The Coastal Protection and Restoration Authority (CPRA) is restoring the beach habitat of the Caminada Headland by transporting sand from Ship Shoal, an underwater sand body located approximately 30 miles away in the Gulf of Mexico to restore habitat on the barrier shoreline.

The restoration of the headland occurred in two project increments.

Increment I of the project (the western half) was completed in December of 2014 and restored approximately 300 acres and 6 miles of beach and dune habitat.

Increment I was funded with Coastal Impact Assistance Program (CIAP) and state surplus funds.

Increment II (the eastern half) is larger and will restore approximately 500 acres and 7 miles of beach and dune.

Increment II is being funded through the Gulf Environmental Benefit Fund, which was established by the National Fish and Wildlife Foundation in the wake of the Deepwater Horizon oil spill to manage funds resulting from the settlement of federal criminal charges against BP and Transocean.

In total, the two projects will restore 13 miles of Louisiana’s barrier shoreline and represent one of the largest restoration projects ever constructed by the CPRA with a combined project investment of over $200 million.

“We are pleased with the progress being made on this project and are doing all we can to limit the impact to our recreational users and fishermen as construction activities continue,” said Charlie Melancon, Secretary of the Louisiana Department of Wildlife and Fisheries.

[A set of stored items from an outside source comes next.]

use std::collections::HashSet;
use std::fs::File;
use std::io::{self, BufRead, BufReader, Read, Seek, SeekFrom};
use std::path::{Path, PathBuf};
use std::sync::mpsc::{self, RecvTimeoutError};
use std::sync::{Mutex, MutexGuard, OnceLock};
use std::thread;
use std::time::Duration;

use crate::types::{IngestError, Result};

const CHUNK_SIZE: u64 = 64 * 1024;
const MAX_TAIL_BYTES: u64 = 8 * 1024 * 1024;

/// Runs a blocking read on a helper thread and abandons it once `timeout`
/// elapses. An abandoned read keeps running in the background until the
/// underlying syscall returns.
pub fn run_with_timeout<T, F>(timeout: Duration, task: F) -> Result<T>
where
    T: Send + 'static,
    F: FnOnce() -> io::Result<T> + Send + 'static,
{
    let (tx, rx) = mpsc::channel();
    thread::Builder::new()
        .name("artifact-read".to_string())
        .spawn(move || {
            let _ = tx.send(task());
        })?;
    match rx.recv_timeout(timeout) {
        Ok(result) => Ok(result?),
        Err(RecvTimeoutError::Timeout) => Err(IngestError::Timeout(timeout)),
        Err(RecvTimeoutError::Disconnected) => Err(IngestError::Io(io::Error::other(
            "reader thread exited without a result",
        ))),
    }
}

fn pending_reads() -> MutexGuard<'static, HashSet<PathBuf>> {
    static PENDING: OnceLock<Mutex<HashSet<PathBuf>>> = OnceLock::new();
    PENDING
        .get_or_init(|| Mutex::new(HashSet::new()))
        .lock()
        .unwrap_or_else(|poisoned| poisoned.into_inner())
}

/// Marks a path as being read until dropped. The slot moves into the reader
/// thread, so a read abandoned on timeout keeps its path blocked until the
/// syscall finally returns.
struct ReadSlot(PathBuf);

impl ReadSlot {
    fn claim(path: &Path) -> Option<Self> {
        pending_reads()
            .insert(path.to_path_buf())
            .then(|| Self(path.to_path_buf()))
    }
}

impl Drop for ReadSlot {
    fn drop(&mut self) {
        pending_reads().remove(&self.0);
    }
}

/// Like [`run_with_timeout`], but at most one read per path is outstanding.
/// A hung file therefore pins one helper thread, not one per request.
pub fn run_exclusive<T, F>(path: &Path, timeout: Duration, task: F) -> Result<T>
where
    T: Send + 'static,
    F: FnOnce(&Path) -> io::Result<T> + Send + 'static,
{
    let slot = ReadSlot::claim(path).ok_or_else(|| IngestError::Busy(path.to_path_buf()))?;
    run_with_timeout(timeout, move || {
        let result = task(&slot.0);
        drop(slot);
        result
    })
}

/// Returns the last `max_lines` lines of a file, oldest first.
pub fn read_tail_lines(path: &Path, max_lines: usize, timeout: Duration) -> Result<Vec<String>> {
    run_exclusive(path, timeout, move |path| tail_lines(path, max_lines))
}

pub fn read_first_line(path: &Path, timeout: Duration) -> Result<Option<String>> {
    run_exclusive(path, timeout, first_line)
}

pub fn read_to_string(path: &Path, timeout: Duration) -> Result<String> {
    run_exclusive(path, timeout, |path| std::fs::read_to_string(path))
}

fn count_line_breaks(bytes: &[u8]) -> usize {
    bytes.iter().filter(|byte| **byte == b'\n').count()
}

pub(crate) fn tail_lines(path: &Path, max_lines: usize) -> io::Result<Vec<String>> {
    if max_lines == 0 {
        return Ok(Vec::new());
    }
    let mut file = File::open(path)?;
    let len = file.metadata()?.len();
    let floor = len.saturating_sub(MAX_TAIL_BYTES);

    let mut start = len;
    let mut buf: Vec<u8> = Vec::new();
    while start > floor {
        let next = start.saturating_sub(CHUNK_SIZE).max(floor);
        let mut chunk = vec![0u8; (start - next) as usize];
        file.seek(SeekFrom::Start(next))?;
        file.read_exact(&mut chunk)?;
        chunk.extend_from_slice(&buf);
        buf = chunk;
        start = next;
        // One break more than requested guarantees the requested lines are whole.
        if count_line_breaks(&buf) > max_lines {
            break;
        }
    }

    let text = String::from_utf8_lossy(&buf);
    let mut lines: Vec<&str> = text.lines().collect();
    if start > 0 && !lines.is_empty() {
        lines.remove(0);
    }
    let skip = lines.len().saturating_sub(max_lines);
    Ok(lines[skip..].iter().map(|line| line.to_string()).collect())
}

fn first_line(path: &Path) -> io::Result<Option<String>> {
    let mut reader = BufReader::new(File::open(path)?);
    let mut line = String::new();
    if reader.read_line(&mut line)? == 0 {
        return Ok(None);
    }
    Ok(Some(line.trim_end().to_string()))
}

#[cfg(test)]
mod tests {
    use super::*;
    use std::io::Write;

    fn write_lines(path: &Path, count: usize, width: usize) {
        let mut file = File::create(path).expect("create");
        for index in 0..count {
            writeln!(file, "{index:0width$}").expect("write");
        }
    }

    #[test]
    fn returns_trailing_lines_in_order() {
        let dir = tempfile::tempdir().expect("tempdir");
        let path = dir.path().join("log.jsonl");
        write_lines(&path, 50, 4);

        let lines = tail_lines(&path, 3).expect("tail");
        assert_eq!(lines, vec!["0047", "0048", "0049"]);
    }

    #[test]
    fn short_files_return_every_line() {
        let dir = tempfile::tempdir().expect("tempdir");
        let path = dir.path().join("log.jsonl");
        std::fs::write(&path, "a\nb").expect("write");

        let lines = tail_lines(&path, 20).expect("tail");
        assert_eq!(lines, vec!["a", "b"]);
    }

    #[test]
    fn reads_across_chunk_boundaries() {
        let dir = tempfile::tempdir().expect("tempdir");
        let path = dir.path().join("log.jsonl");
        // 5000 byte lines force several backwards chunk reads.
        write_lines(&path, 40, 4999);

        let lines = tail_lines(&path, 20).expect("tail");
        assert_eq!(lines.len(), 20);
        assert!(lines[0].ends_with("20"));
        assert!(lines[19].ends_with("39"));
        assert!(lines.iter().all(|line| line.len() == 4999));
    }

    #[test]
    fn empty_file_and_zero_window() {
        let dir = tempfile::tempdir().expect("tempdir");
        let path = dir.path().join("log.jsonl");
        std::fs::write(&path, "").expect("write");

        assert!(tail_lines(&path, 5).expect("tail").is_empty());
        assert!(tail_lines(&path, 0).expect("tail").is_empty());
    }

    #[test]
    fn first_line_is_trimmed() {
        let dir = tempfile::tempdir().expect("tempdir");
        let path = dir.path().join("log.jsonl");
        std::fs::write(&path, "{\"ts\":1}\r\nsecond\n").expect("write");

        let line = read_first_line(&path, Duration::from_secs(1)).expect("read");
        assert_eq!(line.as_deref(), Some("{\"ts\":1}"));
    }

    #[test]
    fn missing_file_is_io_error() {
        let dir = tempfile::tempdir().expect("tempdir");
        let err = read_tail_lines(&dir.path().join("nope"), 5, Duration::from_secs(1))
            .expect_err("missing");
        assert!(matches!(err, IngestError::Io(_)));
    }

    #[test]
    fn hung_read_blocks_only_its_own_path() {
        let dir = tempfile::tempdir().expect("tempdir");
        let path = dir.path().join("hung.jsonl");
        std::fs::write(&path, "line\n").expect("write");
        let (release, wait) = mpsc::channel::<()>();

        let err = run_exclusive(&path, Duration::from_millis(20), move |_| {
            let _ = wait.recv();
            Ok(())
        })
        .expect_err("timeout");
        assert!(matches!(err, IngestError::Timeout(_)));

        let err = read_tail_lines(&path, 5, Duration::from_secs(1)).expect_err("busy");
        assert!(matches!(err, IngestError::Busy(_)));

        let other = dir.path().join("other.jsonl");
        std::fs::write(&other, "a\n").expect("write");
        assert_eq!(
            read_tail_lines(&other, 5, Duration::from_secs(1)).expect("tail"),
            vec!["a"]
        );

        release.send(()).expect("release");
        let mut lines = None;
        for _ in 0..100 {
            match read_tail_lines(&path, 5, Duration::from_secs(1)) {
                Ok(found) => {
                    lines = Some(found);
                    break;
                }
                Err(IngestError::Busy(_)) => thread::sleep(Duration::from_millis(10)),
                Err(err) => panic!("unexpected error: {err}"),
            }
        }
        assert_eq!(lines.expect("slot released"), vec!["line"]);
    }

    #[test]
    fn slow_reads_time_out() {
        let err = run_with_timeout(Duration::from_millis(20), || {
            thread::sleep(Duration::from_millis(500));
            Ok(())
        })
        .expect_err("timeout");
        assert!(matches!(err, IngestError::Timeout(_)));
    }
}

“The Caminada Headlands project is significant in a number of ways: at over $200 million it is the largest restoration project CPRA has implemented to date; by fortifying 13 miles of the headland it will truly make an impact on the landscape; and it is significant because it represents the way that the work put into our Coastal Master Plan is now and will continue to be used to drive the implementation of the most crucial projects for our coast”, said CPRA Chairman Johnny Bradberry.